I take Ds, who is 2, to lots of playgroups, any of which are in church halls or similar, and some of which are run by church organisations. We stopped going to one, partly because of changing his nursery days due to my work patterns but partly because there were a few too many invitations to Bilble study class. Now, the newest one we have started going to is run by the Salvation Army - we preiviously went ot another SA one but the newer one is much nearer where we live - and much nicer in terms of equipment, activities, etc. Trouble is, at the end of singing time, they sing a hymn/prayer. While this is not going to bother DS in the least, it annoys me that they are peddling this stuff in a playgroup that's supposed to be for the local community (which is very diverse).

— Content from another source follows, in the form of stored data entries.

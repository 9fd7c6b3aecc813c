//! Subscriber types for the reactive system.
//!
//! A subscriber is a callback registered on a cell. Registration returns a
//! [`Subscription`], the capability that removes it again.

use std::fmt;
use std::sync::atomic::{AtomicU64, Ordering};
use std::sync::Weak;

use super::cell::AnyCell;

/// Unique identifier for a subscriber.
///
/// Each registered callback gets a unique ID. The ID is what a
/// [`Subscription`] uses to find and remove its callback.
#[derive(Debug, Clone, Copy, PartialEq, Eq, Hash)]
pub struct SubscriberId(u64);

impl SubscriberId {
    /// Generate a new unique subscriber ID.
    ///
    /// Uses an atomic counter to ensure uniqueness across threads.
    pub fn new() -> Self {
        static COUNTER: AtomicU64 = AtomicU64::new(0);
        Self(COUNTER.fetch_add(1, Ordering::Relaxed))
    }
}

impl Default for SubscriberId {
    fn default() -> Self {
        Self::new()
    }
}

/// Handle to a registered callback.
///
/// Dropping the handle unsubscribes the callback, the same way dropping a
/// [`MountHandle`] tears its mount down. Call [`detach`] to keep
/// the callback registered for the rest of the cell's life.
///
/// The handle holds only a weak reference to the cell, so it never keeps the
/// cell alive.
///
/// [`detach`]: Subscription::detach
/// [`MountHandle`]: crate::render::MountHandle
#[must_use = "dropping a Subscription unsubscribes the callback"]
pub struct Subscription {
    id: SubscriberId,
    cell: Weak<dyn AnyCell>,
    detached: bool,
}

impl Subscription {
    pub(crate) fn new(id: SubscriberId, cell: Weak<dyn AnyCell>) -> Self {
        Self {
            id,
            cell,
            detached: false,
        }
    }

    /// The ID of the subscribed callback.
    pub fn id(&self) -> SubscriberId {
        self.id
    }

    /// Remove the callback.
    ///
    /// Safe to call from inside a notification dispatch: the removed callback
    /// is not invoked again, not even later in the dispatch that is running.
    pub fn unsubscribe(mut self) {
        self.remove();
    }

    /// Keep the callback registered without holding on to this handle.
    pub fn detach(mut self) {
        self.detached = true;
    }

    fn remove(&mut self) {
        if let Some(cell) = self.cell.upgrade() {
            cell.remove_listener(self.id);
        }
        // Drop after an explicit unsubscribe must not remove twice.
        self.detached = true;
    }
}

impl Drop for Subscription {
    fn drop(&mut self) {
        if !self.detached {
            self.remove();
        }
    }
}

impl fmt::Debug for Subscription {
    fn fmt(&self, f: &mut fmt::Formatter<'_>) -> fmt::Result {
        f.debug_struct("Subscription")
            .field("id", &self.id)
            .field("detached", &self.detached)
            .finish()
    }
}

#[cfg(test)]
mod tests {
    use super::*;

    #[test]
    fn subscriber_ids_are_unique() {
        let id1 = SubscriberId::new();
        let id2 = SubscriberId::new();
        let id3 = SubscriberId::new();

        assert_ne!(id1, id2);
        assert_ne!(id2, id3);
        assert_ne!(id1, id3);
    }
}
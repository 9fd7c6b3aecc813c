//! Mounts
//!
//! A mount is one component rendered into its own [`Document`]. It keeps the
//! [`Trace`] of its last render and a watcher on every cell that render
//! read; a watcher firing schedules the mount on its [`Scheduler`].
//!
//! # Render cycle
//!
//! 1. Skip unless forced or [`has_dirty_deps`] reports a changed dependency.
//! 2. Run [`Component::render`] inside a fresh trace.
//! 3. Morph the live tree to the new output (or materialize it on the first
//!    render).
//! 4. Commit the version snapshot and re-watch the new dependency set.
//!
//! [`Scheduler`]: super::Scheduler

use std::sync::atomic::{AtomicBool, AtomicU64, AtomicUsize, Ordering};
use std::sync::{Arc, Weak};

use parking_lot::Mutex;
use tracing::{debug, trace};

use super::scheduler::SchedulerInner;
use crate::error::Result;
use crate::reactive::{
    has_dirty_deps, refresh_snapshots, track, Binding, BindingTarget, Change, Dependencies,
    Subscription, Trace,
};
use crate::tree::{Document, Event, Morpher, Namespace, NodeId, VNode};

/// Something that can be rendered.
///
/// `render` must be a pure function of the cells it reads with
/// [`Cell::get`](crate::reactive::Cell::get): those reads are what the mount
/// watches. Returning `None` renders nothing.
pub trait Component: Send + Sync + 'static {
    fn render(&self) -> Option<VNode>;
}

impl<F> Component for F
where
    F: Fn() -> Option<VNode> + Send + Sync + 'static,
{
    fn render(&self) -> Option<VNode> {
        self()
    }
}

/// Unique identifier for a mount.
#[derive(Debug, Clone, Copy, PartialEq, Eq, Hash, PartialOrd, Ord)]
pub struct MountId(u64);

impl MountId {
    pub(crate) fn new() -> Self {
        static COUNTER: AtomicU64 = AtomicU64::new(0);
        Self(COUNTER.fetch_add(1, Ordering::Relaxed))
    }

    pub fn raw(&self) -> u64 {
        self.0
    }
}

struct MountState {
    document: Document,
    root: Option<NodeId>,
    trace: Option<Trace>,
    watchers: Vec<Subscription>,
}

pub(crate) struct Mount {
    id: MountId,
    component: Box<dyn Component>,
    morpher: Morpher,
    scheduler: Weak<SchedulerInner>,
    state: Mutex<MountState>,
    rendering: AtomicBool,
    torn_down: AtomicBool,
    renders: AtomicUsize,
}

/// Clears the rendering flag even if the component panics.
struct RenderingGuard<'a>(&'a AtomicBool);

impl Drop for RenderingGuard<'_> {
    fn drop(&mut self) {
        self.0.store(false, Ordering::SeqCst);
    }
}

impl Mount {
    pub(crate) fn new(
        component: Box<dyn Component>,
        morpher: Morpher,
        scheduler: Weak<SchedulerInner>,
    ) -> Self {
        Self {
            id: MountId::new(),
            component,
            morpher,
            scheduler,
            state: Mutex::new(MountState {
                document: Document::new(),
                root: None,
                trace: None,
                watchers: Vec::new(),
            }),
            rendering: AtomicBool::new(false),
            torn_down: AtomicBool::new(false),
            renders: AtomicUsize::new(0),
        }
    }

    pub(crate) fn id(&self) -> MountId {
        self.id
    }

    pub(crate) fn is_torn_down(&self) -> bool {
        self.torn_down.load(Ordering::SeqCst)
    }

    /// Run one render cycle. Returns whether the component rendered.
    pub(crate) fn update(&self, forced: bool) -> Result<bool> {
        if self.is_torn_down() {
            return Ok(false);
        }
        if self.rendering.swap(true, Ordering::SeqCst) {
            panic!(
                "mount {} was updated from inside its own render",
                self.id.raw()
            );
        }
        let _guard = RenderingGuard(&self.rendering);

        let mut state = self.state.lock();
        if !forced && !has_dirty_deps(state.trace.as_ref()) {
            trace!(mount = self.id.raw(), "dependencies clean, render skipped");
            return Ok(false);
        }

        let (next, mut trace) = track(|| self.component.render());
        let state = &mut *state;
        state.root = match (state.root, next.as_ref()) {
            (Some(root), next) => self.morpher.morph(&mut state.document, root, next)?.root,
            (None, Some(next)) => {
                Some(self.morpher.materialize(&mut state.document, next, Namespace::Html))
            }
            (None, None) => None,
        };

        refresh_snapshots(&mut trace);
        state.watchers = self.watch(trace.deps());
        state.trace = Some(trace);

        let renders = self.renders.fetch_add(1, Ordering::SeqCst) + 1;
        debug!(
            mount = self.id.raw(),
            renders,
            dependencies = state.watchers.len(),
            forced,
            "mount rendered"
        );
        Ok(true)
    }

    fn watch(&self, deps: &Dependencies) -> Vec<Subscription> {
        deps.iter()
            .filter_map(|cell| {
                let scheduler = self.scheduler.clone();
                let id = self.id;
                cell.watch(move |change| {
                    if let Some(scheduler) = scheduler.upgrade() {
                        scheduler.schedule(id, change == Change::Notified);
                    }
                })
            })
            .collect()
    }

    /// Drop the live tree and every watcher. Idempotent.
    pub(crate) fn tear_down(&self) {
        if self.torn_down.swap(true, Ordering::SeqCst) {
            return;
        }
        let mut state = self.state.lock();
        state.watchers.clear();
        state.trace = None;
        if let Some(root) = state.root.take() {
            // The root came from this document, so removing it cannot fail.
            let _ = state.document.remove(root);
        }
        debug!(mount = self.id.raw(), "mount torn down");
    }
}

/// Owner of a mounted component.
///
/// Dropping the handle tears the mount down: its live tree is removed and
/// its watchers are dropped. A render already queued for it becomes a no-op.
pub struct MountHandle {
    mount: Arc<Mount>,
}

impl MountHandle {
    pub(crate) fn new(mount: Arc<Mount>) -> Self {
        Self { mount }
    }

    pub fn id(&self) -> MountId {
        self.mount.id
    }

    /// Root of the live tree; `None` before the first render, or while the
    /// component renders nothing.
    pub fn root(&self) -> Option<NodeId> {
        self.mount.state.lock().root
    }

    /// Number of renders that ran.
    pub fn render_count(&self) -> usize {
        self.mount.renders.load(Ordering::SeqCst)
    }

    /// Serialized live tree, or an empty string when nothing is rendered.
    pub fn html(&self) -> String {
        let state = self.mount.state.lock();
        state
            .root
            .map(|root| state.document.to_html(root))
            .unwrap_or_default()
    }

    /// Read access to the live tree.
    pub fn with_document<R>(&self, f: impl FnOnce(&Document, Option<NodeId>) -> R) -> R {
        let state = self.mount.state.lock();
        f(&state.document, state.root)
    }

    /// Deliver `event` to its target's handler.
    ///
    /// The handler runs without the mount locked, so it is free to write
    /// cells and to read the live tree through this handle.
    pub fn dispatch(&self, event: &Event) -> Result<bool> {
        let handler = {
            let state = self.mount.state.lock();
            state.document.element(event.target)?.handler(&event.name).cloned()
        };
        match handler {
            Some(handler) => {
                handler.call(event);
                Ok(true)
            }
            None => Ok(false),
        }
    }

    /// Dependencies of the last render.
    pub fn dependencies(&self) -> Dependencies {
        let state = self.mount.state.lock();
        state
            .trace
            .as_ref()
            .map(|trace| trace.deps().clone())
            .unwrap_or_default()
    }

    /// Register a binding on the trace of the last render.
    ///
    /// Bindings belong to one render cycle and are discarded by the next
    /// render. Returns `None` before the first render.
    pub fn add_binding<F>(
        &self,
        deps: Dependencies,
        target: BindingTarget,
        patch: F,
    ) -> Option<Arc<Binding>>
    where
        F: Fn(&mut Document, BindingTarget) + Send + Sync + 'static,
    {
        let mut state = self.mount.state.lock();
        let trace = state.trace.as_mut()?;
        Some(trace.add_binding(deps, target, patch))
    }

    /// Bindings with at least one dependency changed since the last render.
    pub fn affected_bindings(&self) -> Vec<Arc<Binding>> {
        let state = self.mount.state.lock();
        state
            .trace
            .as_ref()
            .map(Trace::affected_bindings)
            .unwrap_or_default()
    }

    /// Run the patch of every affected binding against the live tree.
    ///
    /// Returns the number of bindings applied. This does not commit the
    /// snapshot, so the next scheduled render still runs.
    pub fn apply_affected_bindings(&self) -> usize {
        let mut state = self.mount.state.lock();
        let bindings = state
            .trace
            .as_ref()
            .map(Trace::affected_bindings)
            .unwrap_or_default();
        for binding in &bindings {
            binding.apply(&mut state.document);
        }
        bindings.len()
    }

    /// Tear the mount down now.
    pub fn unmount(self) {
        drop(self);
    }
}

impl Drop for MountHandle {
    fn drop(&mut self) {
        self.mount.tear_down();
        if let Some(scheduler) = self.mount.scheduler.upgrade() {
            scheduler.forget(self.mount.id);
        }
    }
}

impl std::fmt::Debug for MountHandle {
    fn fmt(&self, f: &mut std::fmt::Formatter<'_>) -> std::fmt::Result {
        f.debug_struct("MountHandle")
            .field("id", &self.mount.id)
            .field("torn_down", &self.mount.is_torn_down())
            .finish()
    }
}
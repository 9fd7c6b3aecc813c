//! Render Scheduler
//!
//! The scheduler batches renders. A cell write reaches every mount watching
//! the cell, and each of those mounts is queued here instead of rendering on
//! the spot.
//!
//! # Algorithm
//!
//! 1. `schedule` inserts the mount into the pending set. The set is ordered
//!    by first insertion and deduplicated, so a burst of writes queues each
//!    mount once. A `Notified` change marks the entry as forced, since an
//!    in-place mutation leaves the versions unchanged.
//! 2. The first entry of a burst wakes the driver through a
//!    [`tokio::sync::Notify`].
//! 3. `flush` drains the set in rounds. Each mount runs its render cycle,
//!    which still dirty-checks, so an entry whose writes were reverted or
//!    superseded is cheap.
//!
//! A render that writes a cell its own mount observes queues the mount
//! again. Such entries are picked up by the next round, up to
//! `max_flush_rounds`; a plain write made during the render is already in
//! the committed snapshot and the entry is skipped as clean, while a
//! [`Cell::notify`](crate::reactive::Cell::notify) forces another render.

use std::collections::HashMap;
use std::sync::{Arc, Weak};

use indexmap::IndexMap;
use parking_lot::Mutex;
use tokio::sync::Notify;
use tracing::{debug, warn};

use super::mount::{Component, Mount, MountHandle, MountId};
use crate::config::SchedulerConfig;
use crate::error::{Error, Result};
use crate::tree::Morpher;

pub(crate) struct SchedulerInner {
    config: SchedulerConfig,
    /// Mounts waiting for a render, with whether the render is forced.
    pending: Mutex<IndexMap<MountId, bool>>,
    mounts: Mutex<HashMap<MountId, Weak<Mount>>>,
    wake: Notify,
}

impl SchedulerInner {
    pub(crate) fn schedule(&self, id: MountId, forced: bool) {
        let mut pending = self.pending.lock();
        let first = pending.is_empty();
        *pending.entry(id).or_insert(false) |= forced;
        drop(pending);
        if first {
            self.wake.notify_one();
        }
    }

    pub(crate) fn forget(&self, id: MountId) {
        self.mounts.lock().remove(&id);
    }
}

/// Batches and runs the renders of its mounts.
///
/// Cloning the scheduler yields another handle to the same queue.
#[derive(Clone)]
pub struct Scheduler {
    inner: Arc<SchedulerInner>,
}

impl Scheduler {
    pub fn new(config: SchedulerConfig) -> Self {
        Self {
            inner: Arc::new(SchedulerInner {
                config,
                pending: Mutex::new(IndexMap::new()),
                mounts: Mutex::new(HashMap::new()),
                wake: Notify::new(),
            }),
        }
    }

    pub fn config(&self) -> &SchedulerConfig {
        &self.inner.config
    }

    /// Mount `component` and queue its first render.
    pub fn mount(&self, component: impl Component) -> MountHandle {
        let morpher = Morpher::new(self.inner.config.morph.clone());
        let mount = Arc::new(Mount::new(
            Box::new(component),
            morpher,
            Arc::downgrade(&self.inner),
        ));
        let id = mount.id();
        self.inner.mounts.lock().insert(id, Arc::downgrade(&mount));
        self.inner.schedule(id, true);
        debug!(mount = id.raw(), "component mounted");
        MountHandle::new(mount)
    }

    /// Queue a render of `id`. A forced render skips the dirty check.
    pub fn schedule(&self, id: MountId, forced: bool) {
        self.inner.schedule(id, forced);
    }

    /// Number of mounts waiting for a render.
    pub fn pending(&self) -> usize {
        self.inner.pending.lock().len()
    }

    /// Number of live mounts.
    pub fn mount_count(&self) -> usize {
        self.inner.mounts.lock().len()
    }

    /// Drain the queue, running each pending mount's render cycle.
    ///
    /// Returns the number of renders that ran. Every pending mount is
    /// processed even if one fails; the first error is returned.
    pub fn flush(&self) -> Result<usize> {
        let mut rendered = 0;
        let mut first_error: Option<Error> = None;

        for round in 0..self.inner.config.max_flush_rounds {
            let batch = self.pending();
            if batch == 0 {
                break;
            }
            debug!(round, mounts = batch, "flushing render queue");

            // Entries leave the queue one at a time, so a render that panics
            // leaves the rest of the round queued.
            for _ in 0..batch {
                let Some((id, forced)) = self.inner.pending.lock().shift_remove_index(0) else {
                    break;
                };
                let mount = self.inner.mounts.lock().get(&id).and_then(Weak::upgrade);
                let Some(mount) = mount else {
                    debug!(mount = id.raw(), "stale render entry skipped");
                    continue;
                };
                match mount.update(forced) {
                    Ok(true) => rendered += 1,
                    Ok(false) => {}
                    Err(err) => {
                        warn!(mount = id.raw(), error = %err, "render failed");
                        first_error.get_or_insert(err);
                    }
                }
            }
        }

        let left = self.pending();
        if left > 0 {
            warn!(
                left,
                rounds = self.inner.config.max_flush_rounds,
                "render queue not drained; renders keep scheduling themselves"
            );
        }

        match first_error {
            Some(err) => Err(err),
            None => Ok(rendered),
        }
    }

    /// Drive the scheduler: wait for work, let the current burst of writes
    /// finish, then flush. Runs until the task is dropped or a flush fails.
    pub async fn run(&self) -> Result<()> {
        loop {
            self.inner.wake.notified().await;
            tokio::task::yield_now().await;
            let rendered = self.flush()?;
            debug!(rendered, "flush complete");
            if self.pending() > 0 {
                self.inner.wake.notify_one();
            }
        }
    }
}

impl Default for Scheduler {
    fn default() -> Self {
        Self::new(SchedulerConfig::default())
    }
}

impl std::fmt::Debug for Scheduler {
    fn fmt(&self, f: &mut std::fmt::Formatter<'_>) -> std::fmt::Result {
        f.debug_struct("Scheduler")
            .field("pending", &self.pending())
            .field("mounts", &self.mount_count())
            .finish()
    }
}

Should I say something ie ask if it's necessary to ''believe" to attend the group? Or should we just go elsewhere...

OP posts:
morocco · 01/12/2006 10:53

sorry - i know what you mean but I'm not very sympathetic unless it is funded by a non church group (council/sure start?). if it's staffed by Christian volunteers, then I guess that's what you might expect. I guess there is no harm in speaking to the staff though, I'm sure they won't bite your head off!, or perhaps you could just leave before the end of that's when they do the prayer? Maybe you need to start looking round for some other types of groups like tumble tots, music groups, yoga classes etc that you pay more for but that don't come with a christian message if you would feel more comfortable with that?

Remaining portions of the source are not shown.